Here's an example from my work at the moment. One of the pigments I'm looking at is
violacein - a purple pigment found in marine bacteria. Four genes are used to make this pigment, the first two take a molecule of
tryptophan and modify it, the third joins the two modified molecules together, and the fourth further modifies this structure. This can be shown
diagrammatically:
VioA,
vioB,
vioC and
vioD are the names of the genes. This diagram also shows that there is an intermediate colour within the pathway. If
vioC is knocked out (so the gene can no longer function) the cells produce cyan pigment rather than violet.
This gives two
separate 'states' for the cell to be in. The engineers start getting excited about this, because
vioC needn't be completely destroyed in order for cyan to be produced, it can be put under the control of a certain input system, e.g an
arsenic sensor. This means that the cells will normally be cyan, but in the presence of
arsenic vioC is expressed and they turn violet. Instant
biosensor. Easy to use, and easy to interpret.

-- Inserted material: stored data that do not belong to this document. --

//! OS signal handling.
//!
//! # Responsibilities
//! - Register signal handlers (SIGTERM, SIGINT, SIGHUP)
//! - Translate signals to internal events
//!
//! # Design Decisions
//! - Uses Tokio's signal handling (async-safe)
//! - SIGHUP triggers config reload, not shutdown
//! - Non-unix platforms only get Ctrl-C

/// What a received signal asks for.
#[derive(Debug, Clone, Copy, PartialEq, Eq)]
pub enum SignalAction {
    Shutdown,
    Reload,
}

/// Registered signal streams.
#[cfg(unix)]
pub struct Signals {
    terminate: tokio::signal::unix::Signal,
    hangup: tokio::signal::unix::Signal,
}

#[cfg(unix)]
impl Signals {
    /// Register handlers. Must be called inside a Tokio runtime.
    pub fn new() -> std::io::Result<Self> {
        use tokio::signal::unix::{signal, SignalKind};

        Ok(Self {
            terminate: signal(SignalKind::terminate())?,
            hangup: signal(SignalKind::hangup())?,
        })
    }

    /// Wait for the next signal.
    pub async fn recv(&mut self) -> SignalAction {
        tokio::select! {
            _ = tokio::signal::ctrl_c() => SignalAction::Shutdown,
            _ = self.terminate.recv() => SignalAction::Shutdown,
            _ = self.hangup.recv() => SignalAction::Reload,
        }
    }
}

/// Registered signal streams.
#[cfg(not(unix))]
pub struct Signals;

#[cfg(not(unix))]
impl Signals {
    pub fn new() -> std::io::Result<Self> {
        Ok(Self)
    }

    pub async fn recv(&mut self) -> SignalAction {
        let _ = tokio::signal::ctrl_c().await;
        SignalAction::Shutdown
    }
}
//! Shutdown coordination for the relay.

use std::sync::atomic::{AtomicBool, Ordering};
use std::sync::Arc;

use tokio::sync::broadcast;

/// Coordinator for graceful shutdown.
///
/// Cloneable; every clone triggers and observes the same signal. A task
/// that subscribes after the trigger still sees it through
/// [`is_triggered`](Self::is_triggered).
#[derive(Clone)]
pub struct Shutdown {
    tx: broadcast::Sender<()>,
    triggered: Arc<AtomicBool>,
}

impl Shutdown {
    /// Create a new shutdown coordinator.
    pub fn new() -> Self {
        let (tx, _) = broadcast::channel(1);
        Self {
            tx,
            triggered: Arc::new(AtomicBool::new(false)),
        }
    }

    /// Subscribe to the shutdown signal.
    pub fn subscribe(&self) -> broadcast::Receiver<()> {
        self.tx.subscribe()
    }

    /// Trigger the shutdown signal. Repeated calls are ignored.
    pub fn trigger(&self) {
        if !self.triggered.swap(true, Ordering::SeqCst) {
            let _ = self.tx.send(());
        }
    }

    pub fn is_triggered(&self) -> bool {
        self.triggered.load(Ordering::SeqCst)
    }
}

impl Default for Shutdown {
    fn default() -> Self {
        Self::new()
    }
}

As well as being explained biologically this can also be represented
diagrammatically:

I like this diagram, because it shows just how useful a set of four genes making two colours can be. The
vioA and
vioD genes act as an AND gate. Putting them both
under different input systems means that you can engineer bacteria that only turn cyan when two conditions are met; e.g correct temperature and correct levels of (say) iron. The
vioC is then a further AND gate. Or...if the
vioC is controlled by a
repressor instead of an activator, a NOT gate. The possibilities are endless...
The really great thing about this is that it provides a level of abstraction for designers and engineers to work with biological systems. They don't
need to know about the gene sequence, or the biological basis of gene activators and
repressors. All they have to do is work with the blocks.